Submitted by Lojcs t3_11asek4 in askscience
The answer of this question says the glycogen in brain is eventually depleted over time which causes an atp shortage and abundance of adenosine, which causes sleep; and in sleep the cells can restore their glycogen reserves and break down the built up adenosine to wake up.
Im a bit unsatisfied with this answer. How does brain run out of glycogen? Do neurons use more energy than what can be supplied to them?

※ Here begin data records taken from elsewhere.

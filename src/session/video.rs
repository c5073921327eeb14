//! Video streaming session and its frame pump

use std::sync::Arc;
use std::time::{Duration, Instant};
use tokio::task::JoinHandle;
use tokio::time::MissedTickBehavior;
use tokio_util::sync::CancellationToken;
use tracing::{debug, info, warn};

use crate::capability::{Encoding, Resolution};
use crate::device::Device;
use crate::engine::{CaptureEngine, SinkHandle, SinkTarget};
use crate::utils::LogThrottler;
use crate::warn_throttled;

/// A started video stream
///
/// Owns the sink and the pump task. The pump renders one frame per tick
/// until the session is deactivated; [`shutdown`](Self::shutdown) joins it
/// before stopping the engine stream.
pub struct StreamingSession {
    device: Arc<Device>,
    target: SinkTarget,
    sink: SinkHandle,
    active: bool,
    engine_stopped: bool,
    cancel: CancellationToken,
    pump: Option<JoinHandle<()>>,
    started_at: Instant,
}

impl StreamingSession {
    /// Wrap a stream the engine already started and spawn its pump
    pub fn start(
        engine: Arc<dyn CaptureEngine>,
        device: Arc<Device>,
        target: SinkTarget,
        sink: SinkHandle,
        frame_interval: Duration,
    ) -> Self {
        let cancel = CancellationToken::new();
        let pump = tokio::spawn(run_pump(
            engine,
            device.id,
            sink.clone(),
            frame_interval,
            cancel.clone(),
        ));

        info!(
            "Streaming {} at {} {} (frame interval {:?})",
            device,
            target.resolution(),
            target.encoding,
            frame_interval
        );

        Self {
            device,
            target,
            sink,
            active: true,
            engine_stopped: false,
            cancel,
            pump: Some(pump),
            started_at: Instant::now(),
        }
    }

    pub fn device(&self) -> &Arc<Device> {
        &self.device
    }

    pub fn encoding(&self) -> Encoding {
        self.target.encoding
    }

    pub fn resolution(&self) -> Resolution {
        self.target.resolution()
    }

    pub fn sink(&self) -> &SinkHandle {
        &self.sink
    }

    pub fn is_active(&self) -> bool {
        self.active
    }

    pub fn frames_rendered(&self) -> u64 {
        self.sink.frames_rendered()
    }

    pub fn uptime(&self) -> Duration {
        self.started_at.elapsed()
    }

    /// Mark the session stopped and cancel the pump
    ///
    /// Returns `true` only for the call that actually deactivated it, so the
    /// caller sends exactly one stop notification.
    pub fn deactivate(&mut self) -> bool {
        if !self.active {
            return false;
        }
        self.active = false;
        self.cancel.cancel();
        true
    }

    /// Join the pump, then stop the engine stream. Safe to call repeatedly.
    pub async fn shutdown(&mut self, engine: &dyn CaptureEngine) {
        self.deactivate();

        if let Some(pump) = self.pump.take() {
            if let Err(e) = pump.await {
                warn!("Frame pump for device {} ended abnormally: {}", self.device.id, e);
            }
        }

        if !self.engine_stopped {
            self.engine_stopped = true;
            if let Err(e) = engine.stop(self.device.id) {
                warn!("Failed to stop stream of device {}: {}", self.device.id, e);
            }
            debug!(
                "Stream of device {} stopped after {} frames",
                self.device.id,
                self.sink.frames_rendered()
            );
        }
    }
}

impl Drop for StreamingSession {
    fn drop(&mut self) {
        self.cancel.cancel();
    }
}

async fn run_pump(
    engine: Arc<dyn CaptureEngine>,
    device: u32,
    sink: SinkHandle,
    frame_interval: Duration,
    cancel: CancellationToken,
) {
    let throttler = LogThrottler::with_secs(5);
    let key = format!("render_{}", device);
    let mut failing = false;

    let mut ticker = tokio::time::interval(frame_interval);
    ticker.set_missed_tick_behavior(MissedTickBehavior::Skip);

    loop {
        tokio::select! {
            biased;
            _ = cancel.cancelled() => break,
            _ = ticker.tick() => {
                match engine.render_frame(device, &sink) {
                    Ok(_) => {
                        if failing {
                            failing = false;
                            throttler.clear(&key);
                            info!("Device {} is rendering frames again", device);
                        }
                    }
                    Err(e) => {
                        failing = true;
                        let dropped = throttler.suppressed(&key);
                        warn_throttled!(
                            throttler,
                            &key,
                            "Device {}: frame render failed: {} ({} suppressed)",
                            device,
                            e,
                            dropped
                        );
                    }
                }
            }
        }
    }

    debug!("Frame pump for device {} exited", device);
}

#[cfg(test)]
mod tests {
    use super::*;
    use crate::device::DeviceDescriptor;
    use crate::engine::sim::{EngineCall, SimulatedEngine};

    fn setup() -> (Arc<SimulatedEngine>, Arc<Device>, SinkTarget, SinkHandle) {
        let engine = Arc::new(SimulatedEngine::new());
        let device = Arc::new(Device::from(DeviceDescriptor {
            id: 1,
            name: "cam".to_string(),
            ..Default::default()
        }));
        let target = SinkTarget {
            width: 1280,
            height: 720,
            encoding: Encoding::Mjpeg,
        };
        engine.open(&device, Encoding::Mjpeg).unwrap();
        engine.negotiate(1, Encoding::Mjpeg, 1280, 720).unwrap();
        let sink = engine.start(1, &target).unwrap();
        (engine, device, target, sink)
    }

    #[tokio::test]
    async fn test_pump_renders_frames() {
        let (engine, device, target, sink) = setup();
        let mut session = StreamingSession::start(
            engine.clone(),
            device,
            target,
            sink,
            Duration::from_millis(5),
        );

        let mut rx = session.sink().watch();
        while *rx.borrow_and_update() < 3 {
            rx.changed().await.unwrap();
        }
        assert!(session.frames_rendered() >= 3);
        assert_eq!(session.resolution(), Resolution::HD720);

        session.shutdown(engine.as_ref()).await;
        assert!(!engine.is_streaming(1));
    }

    #[tokio::test]
    async fn test_stop_is_idempotent() {
        let (engine, device, target, sink) = setup();
        let mut session =
            StreamingSession::start(engine.clone(), device, target, sink, Duration::from_millis(5));

        assert!(session.deactivate());
        assert!(!session.deactivate());
        assert!(!session.is_active());

        session.shutdown(engine.as_ref()).await;
        session.shutdown(engine.as_ref()).await;

        let stops = engine
            .calls_for(1)
            .into_iter()
            .filter(|c| *c == EngineCall::Stop(1))
            .count();
        assert_eq!(stops, 1);
    }

    #[tokio::test]
    async fn test_no_render_after_shutdown() {
        let (engine, device, target, sink) = setup();
        let mut session =
            StreamingSession::start(engine.clone(), device, target, sink, Duration::from_millis(2));
        tokio::time::sleep(Duration::from_millis(20)).await;

        session.shutdown(engine.as_ref()).await;
        let calls = engine.render_calls();
        tokio::time::sleep(Duration::from_millis(20)).await;
        assert_eq!(engine.render_calls(), calls);
    }

    #[tokio::test]
    async fn test_render_errors_keep_pump_alive() {
        let (engine, device, target, sink) = setup();
        engine.fail_render(1);
        let mut session =
            StreamingSession::start(engine.clone(), device, target, sink, Duration::from_millis(2));
        tokio::time::sleep(Duration::from_millis(20)).await;

        assert!(engine.render_calls() > 1);
        assert_eq!(session.frames_rendered(), 0);
        session.shutdown(engine.as_ref()).await;
    }
}
use std::path::PathBuf;
use std::sync::Arc;
use std::time::Duration;

use async_trait::async_trait;
use clap::{Parser, ValueEnum};
use tracing_subscriber::{layer::SubscriberExt, util::SubscriberInitExt};

use uvc_hub::capability::Resolution;
use uvc_hub::config::ConfigStore;
use uvc_hub::coordinator::{Consumer, DeviceCoordinator};
use uvc_hub::device::{Device, DeviceDescriptor, PID_THETA_V, VID_RICOH};
use uvc_hub::engine::sim::{SimulatedEngine, THETA_REPORT};
use uvc_hub::engine::SinkHandle;
use uvc_hub::permission::{ScriptedPermissions, ScriptedResponse};
use uvc_hub::session::AudioReader;
use uvc_hub::UvcError;

/// Log level for the application
#[derive(Debug, Clone, Copy, Default, ValueEnum)]
enum LogLevel {
    Error,
    Warn,
    #[default]
    Info,
    Verbose,
    Debug,
    Trace,
}

/// uvc-hub command line arguments
#[derive(Parser, Debug)]
#[command(name = "uvc-hub")]
#[command(version, about = "Hot-plug coordinator for USB capture devices", long_about = None)]
struct CliArgs {
    /// Configuration file (created with defaults when missing)
    #[arg(short = 'c', long, value_name = "FILE", default_value = "uvc-hub.json")]
    config: PathBuf,

    /// Log level
    #[arg(short = 'l', long, value_enum, default_value = "info")]
    log_level: LogLevel,

    /// Increase verbosity (-v verbose, -vv debug, -vvv trace)
    #[arg(short = 'v', long, action = clap::ArgAction::Count)]
    verbose: u8,

    /// How long to keep the simulated camera streaming
    #[arg(short = 'd', long, value_name = "SECONDS", default_value_t = 3)]
    duration_secs: u64,
}

/// Consumer that logs what it receives
struct LogConsumer;

#[async_trait]
impl Consumer for LogConsumer {
    fn name(&self) -> &str {
        "log"
    }

    async fn on_attach(&self, device: &Device) -> bool {
        tracing::info!("Accepting {}", device);
        true
    }

    fn preferred_size(&self, device: &Device) -> Option<Resolution> {
        device.is_panoramic().then_some(Resolution::EQUIRECT_4K)
    }

    async fn on_stream_ready(&self, device: &Device, sink: SinkHandle) {
        let target = sink.target();
        tracing::info!(
            "Stream ready for {}: {} {}",
            device,
            target.encoding,
            target.resolution()
        );
    }

    async fn on_stream_stopped(&self, device: &Device) {
        tracing::info!("Stream stopped for {}", device);
    }

    fn wants_audio(&self, device: &Device) -> bool {
        device.supports_audio()
    }

    async fn on_audio_ready(&self, device: &Device, reader: AudioReader) {
        let format = reader.format();
        tracing::info!(
            "Audio ready for {}: {} ch @ {} Hz",
            device,
            format.channels,
            format.sample_rate
        );
    }

    async fn on_error(&self, device: &Device, error: &UvcError) {
        tracing::warn!("{}: {}", device, error);
    }
}

#[tokio::main]
async fn main() -> anyhow::Result<()> {
    let args = CliArgs::parse();
    init_logging(args.log_level, args.verbose);

    tracing::info!("Starting uvc-hub v{}", env!("CARGO_PKG_VERSION"));

    let config = ConfigStore::load(&args.config).await?;
    tracing::info!("Configuration loaded from {}", config.path().display());

    let engine = Arc::new(SimulatedEngine::with_report(THETA_REPORT));
    let permissions = Arc::new(ScriptedPermissions::new(ScriptedResponse::Grant));

    let coordinator = DeviceCoordinator::new(engine, permissions, config)
        .with_consumer(Arc::new(LogConsumer));

    let mut events = coordinator.events().subscribe();
    let event_task = tokio::spawn(async move {
        while let Ok(event) = events.recv().await {
            match serde_json::to_string(&event) {
                Ok(json) => tracing::info!("event: {}", json),
                Err(e) => tracing::warn!("Failed to serialize event: {}", e),
            }
        }
    });

    let (handle, coordinator_task) = coordinator.spawn();

    handle.attach(DeviceDescriptor {
        id: 1,
        vendor_id: VID_RICOH,
        product_id: PID_THETA_V,
        device_class: 0xEF,
        device_subclass: 0x02,
        device_protocol: 0x01,
        name: "RICOH THETA V".to_string(),
        audio_interface: true,
    });

    tokio::select! {
        _ = tokio::time::sleep(Duration::from_secs(args.duration_secs)) => {}
        _ = tokio::signal::ctrl_c() => {
            tracing::info!("Shutdown signal received");
        }
    }

    for status in handle.devices().await? {
        tracing::info!("{}", serde_json::to_string(&status)?);
    }

    handle.detach(1);
    handle.shutdown().await?;
    coordinator_task.await?;
    event_task.abort();

    tracing::info!("Bye");
    Ok(())
}

/// Initialize logging with tracing
fn init_logging(level: LogLevel, verbose_count: u8) {
    // Verbose count overrides log level
    let effective_level = match verbose_count {
        0 => level,
        1 => LogLevel::Verbose,
        2 => LogLevel::Debug,
        _ => LogLevel::Trace,
    };

    let filter = match effective_level {
        LogLevel::Error => "uvc_hub=error",
        LogLevel::Warn => "uvc_hub=warn",
        LogLevel::Info => "uvc_hub=info",
        LogLevel::Verbose => "uvc_hub=debug,uvc_hub::session=info",
        LogLevel::Debug => "uvc_hub=debug",
        LogLevel::Trace => "uvc_hub=trace",
    };

    // Environment variable takes highest priority
    let env_filter =
        tracing_subscriber::EnvFilter::try_from_default_env().unwrap_or_else(|_| filter.into());

    if let Err(err) = tracing_subscriber::registry()
        .with(env_filter)
        .with(tracing_subscriber::fmt::layer())
        .try_init()
    {
        eprintln!("failed to initialize tracing: {}", err);
    }
}
//! Rate limiting for repeated log lines
//!
//! A frame pump that hits a failing transfer would otherwise log the same
//! error once per tick.

use parking_lot::Mutex;
use std::collections::HashMap;
use std::time::{Duration, Instant};

struct KeyState {
    last_logged: Instant,
    suppressed: u64,
}

/// Lets one message per key through every `interval`
pub struct LogThrottler {
    keys: Mutex<HashMap<String, KeyState>>,
    interval: Duration,
}

impl LogThrottler {
    pub fn new(interval: Duration) -> Self {
        Self {
            keys: Mutex::new(HashMap::new()),
            interval,
        }
    }

    pub fn with_secs(secs: u64) -> Self {
        Self::new(Duration::from_secs(secs))
    }

    /// Whether a message for `key` should be logged now
    ///
    /// Records the attempt either way, so [`suppressed`](Self::suppressed)
    /// reports how many messages were swallowed since the last one through.
    pub fn should_log(&self, key: &str) -> bool {
        let now = Instant::now();
        let mut keys = self.keys.lock();
        match keys.get_mut(key) {
            Some(state) if now.duration_since(state.last_logged) < self.interval => {
                state.suppressed += 1;
                false
            }
            Some(state) => {
                state.last_logged = now;
                state.suppressed = 0;
                true
            }
            None => {
                keys.insert(
                    key.to_string(),
                    KeyState {
                        last_logged: now,
                        suppressed: 0,
                    },
                );
                true
            }
        }
    }

    /// Messages dropped for `key` since it last logged
    pub fn suppressed(&self, key: &str) -> u64 {
        self.keys.lock().get(key).map_or(0, |s| s.suppressed)
    }

    /// Forget `key` after the condition recovered, so the next failure logs at once
    pub fn clear(&self, key: &str) {
        self.keys.lock().remove(key);
    }

    pub fn clear_all(&self) {
        self.keys.lock().clear();
    }

    pub fn len(&self) -> usize {
        self.keys.lock().len()
    }

    pub fn is_empty(&self) -> bool {
        self.keys.lock().is_empty()
    }
}

impl Default for LogThrottler {
    fn default() -> Self {
        Self::with_secs(5)
    }
}

/// `tracing::warn!` through a [`LogThrottler`]
#[macro_export]
macro_rules! warn_throttled {
    ($throttler:expr, $key:expr, $($arg:tt)*) => {
        if $throttler.should_log($key) {
            tracing::warn!($($arg)*);
        }
    };
}

/// `tracing::error!` through a [`LogThrottler`]
#[macro_export]
macro_rules! error_throttled {
    ($throttler:expr, $key:expr, $($arg:tt)*) => {
        if $throttler.should_log($key) {
            tracing::error!($($arg)*);
        }
    };
}

#[cfg(test)]
mod tests {
    use super::*;
    use std::thread;

    #[test]
    fn test_throttling() {
        let throttler = LogThrottler::new(Duration::from_millis(100));
        assert!(throttler.should_log("render"));
        assert!(!throttler.should_log("render"));
        assert!(!throttler.should_log("render"));
        assert_eq!(throttler.suppressed("render"), 2);

        thread::sleep(Duration::from_millis(150));
        assert!(throttler.should_log("render"));
        assert_eq!(throttler.suppressed("render"), 0);
    }

    #[test]
    fn test_keys_are_independent() {
        let throttler = LogThrottler::with_secs(10);
        assert!(throttler.should_log("dev1"));
        assert!(throttler.should_log("dev2"));
        assert!(!throttler.should_log("dev1"));
        assert_eq!(throttler.len(), 2);
    }

    #[test]
    fn test_clear() {
        let throttler = LogThrottler::with_secs(10);
        assert!(throttler.should_log("dev1"));
        throttler.clear("dev1");
        assert!(throttler.should_log("dev1"));

        throttler.clear_all();
        assert!(throttler.is_empty());
    }

    #[test]
    fn test_macro_consults_throttler() {
        let throttler = LogThrottler::with_secs(10);
        warn_throttled!(throttler, "k", "first {}", 1);
        error_throttled!(throttler, "k", "second {}", 2);
        assert_eq!(throttler.suppressed("k"), 1);
    }
}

And how do they produce atp once you wake up if the breaking down of adenosine into inosine is what makes you wake up in the first place?

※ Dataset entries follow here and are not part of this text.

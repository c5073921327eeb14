//! Per-device hardware controls
//!
//! A [`ControlPanel`] caches the controls a device reported at its last
//! refresh. Reads and writes go through the capture engine; the cache only
//! ever holds values the device confirmed.

pub mod types;

pub use types::{
    ControlEntry, ControlInfo, ControlMask, ControlType, ProcessingControl, TerminalControl,
};

use std::collections::BTreeMap;
use tracing::{debug, warn};

use crate::device::DeviceId;
use crate::engine::CaptureEngine;
use crate::error::{Result, UvcError};

/// Registry of a device's supported controls
#[derive(Debug, Clone)]
pub struct ControlPanel {
    device: DeviceId,
    entries: BTreeMap<ControlType, ControlEntry>,
}

impl ControlPanel {
    pub fn new(device: DeviceId) -> Self {
        Self {
            device,
            entries: BTreeMap::new(),
        }
    }

    pub fn device(&self) -> DeviceId {
        self.device
    }

    /// Re-read the supported controls and their state
    ///
    /// Controls whose descriptor cannot be read are skipped. Returns the
    /// number of controls now cached.
    pub fn refresh(&mut self, engine: &dyn CaptureEngine) -> Result<usize> {
        let mask = engine.query_control_mask(self.device)?;
        let mut entries = BTreeMap::new();

        for control in mask.controls() {
            let info = match engine.query_control_info(self.device, control) {
                Ok(info) => info,
                Err(e) => {
                    warn!(
                        "Device {}: failed to read {} descriptor: {}",
                        self.device, control, e
                    );
                    continue;
                }
            };
            let current = engine
                .query_control_value(self.device, control)
                .unwrap_or(info.default);
            entries.insert(control, ControlEntry::new(control, info, current));
        }

        debug!("Device {}: {} controls available", self.device, entries.len());
        self.entries = entries;
        Ok(self.entries.len())
    }

    /// Drop every cached control (device closed)
    pub fn clear(&mut self) {
        self.entries.clear();
    }

    pub fn is_supported(&self, control: ControlType) -> bool {
        self.entries.contains_key(&control)
    }

    /// Cached entry for `control`
    pub fn entry(&self, control: ControlType) -> Option<&ControlEntry> {
        self.entries.get(&control)
    }

    /// All cached entries, terminal unit first
    pub fn entries(&self) -> Vec<ControlEntry> {
        self.entries.values().copied().collect()
    }

    /// Read the live value of `control` and cache it
    pub fn get(&mut self, engine: &dyn CaptureEngine, control: ControlType) -> Result<i32> {
        let entry = self
            .entries
            .get_mut(&control)
            .ok_or_else(|| UvcError::UnsupportedControl(control.to_string()))?;
        let value = engine.query_control_value(self.device, control)?;
        entry.current = value;
        Ok(value)
    }

    /// Write `value`, then cache and return the value the device confirmed
    pub fn set(&mut self, engine: &dyn CaptureEngine, control: ControlType, value: i32) -> Result<i32> {
        let entry = self
            .entries
            .get_mut(&control)
            .ok_or_else(|| UvcError::UnsupportedControl(control.to_string()))?;
        if !entry.in_range(value) {
            debug!(
                "Device {}: {} value {} outside {}..={}",
                self.device, control, value, entry.min, entry.max
            );
        }

        engine.set_control_value(self.device, control, value)?;
        let confirmed = engine.query_control_value(self.device, control)?;
        entry.current = confirmed;
        Ok(confirmed)
    }
}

If anyone has further knowledge on the original question I'd be glad to hear it too.
Thanks
CharlesOSmith t1_j9ud7ak wrote
This is a pretty dense review, but it covers your topic extensively. https://www.ncbi.nlm.nih.gov/pmc/articles/PMC4544655/
To briefly state one point they examine; the changes in glycogen levels observed in the sleep/wake transition, may be more diagnostic of that transition happening, and not actually a causative agent of that transition.

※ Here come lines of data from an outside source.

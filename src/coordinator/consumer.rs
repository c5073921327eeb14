//! Consumers of device lifecycle callbacks

use async_trait::async_trait;
use std::sync::Arc;

use crate::capability::Resolution;
use crate::device::Device;
use crate::engine::SinkHandle;
use crate::error::UvcError;
use crate::session::AudioReader;

/// Receives lifecycle callbacks from the coordinator
///
/// All callbacks run on the coordinator task, one at a time. Keep them
/// short; hand heavy work to another task.
#[async_trait]
pub trait Consumer: Send + Sync {
    /// Name used in logs
    fn name(&self) -> &str {
        "consumer"
    }

    /// A device passed the filters. Return `true` to accept it.
    async fn on_attach(&self, device: &Device) -> bool;

    /// The device was removed, after its sessions were torn down
    async fn on_detach(&self, _device: &Device) {}

    /// Whether this consumer wants video from `device`
    fn wants_device(&self, _device: &Device) -> bool {
        true
    }

    /// Resolution this consumer would like, if any
    fn preferred_size(&self, _device: &Device) -> Option<Resolution> {
        None
    }

    /// A stream started; frames arrive in `sink`
    async fn on_stream_ready(&self, _device: &Device, _sink: SinkHandle) {}

    /// The stream is about to stop; the sink receives no more frames
    async fn on_stream_stopped(&self, _device: &Device) {}

    /// Whether this consumer wants audio from `device`
    fn wants_audio(&self, _device: &Device) -> bool {
        false
    }

    async fn on_audio_ready(&self, _device: &Device, _reader: AudioReader) {}

    async fn on_audio_stopped(&self, _device: &Device) {}

    /// A non-fatal per-device failure
    async fn on_error(&self, _device: &Device, _error: &UvcError) {}
}

/// Outcome of offering an attached device to the consumers
#[derive(Debug, Clone, Copy, PartialEq, Eq)]
pub enum AttachDecision {
    /// Nobody registered, the device is accepted
    NoConsumers,
    /// The consumer at this index accepted first
    AcceptedBy(usize),
    /// Every consumer declined
    Declined,
}

impl AttachDecision {
    /// Ask consumers in registration order; the first acceptance wins
    pub async fn evaluate(consumers: &[Arc<dyn Consumer>], device: &Device) -> Self {
        if consumers.is_empty() {
            return Self::NoConsumers;
        }
        for (index, consumer) in consumers.iter().enumerate() {
            if consumer.on_attach(device).await {
                return Self::AcceptedBy(index);
            }
        }
        Self::Declined
    }

    pub fn accepted(&self) -> bool {
        !matches!(self, Self::Declined)
    }
}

Similarly two other reviews examining the role of adenosine in sleep found that while adenosine does have a role in sleep, it is much more specific in its function, not a master "go to sleep" signal https://www.ncbi.nlm.nih.gov/pmc/articles/PMC2769007/, and that the role adenosine takes changes depending on where in the brain, and what receptors it is working on https://www.ncbi.nlm.nih.gov/pmc/articles/PMC6650574/
Looking around for publications, its clear that there is a lot of work being done and different camps with different models they are testing. I don't think their is a complete mechanism that everyone agrees on.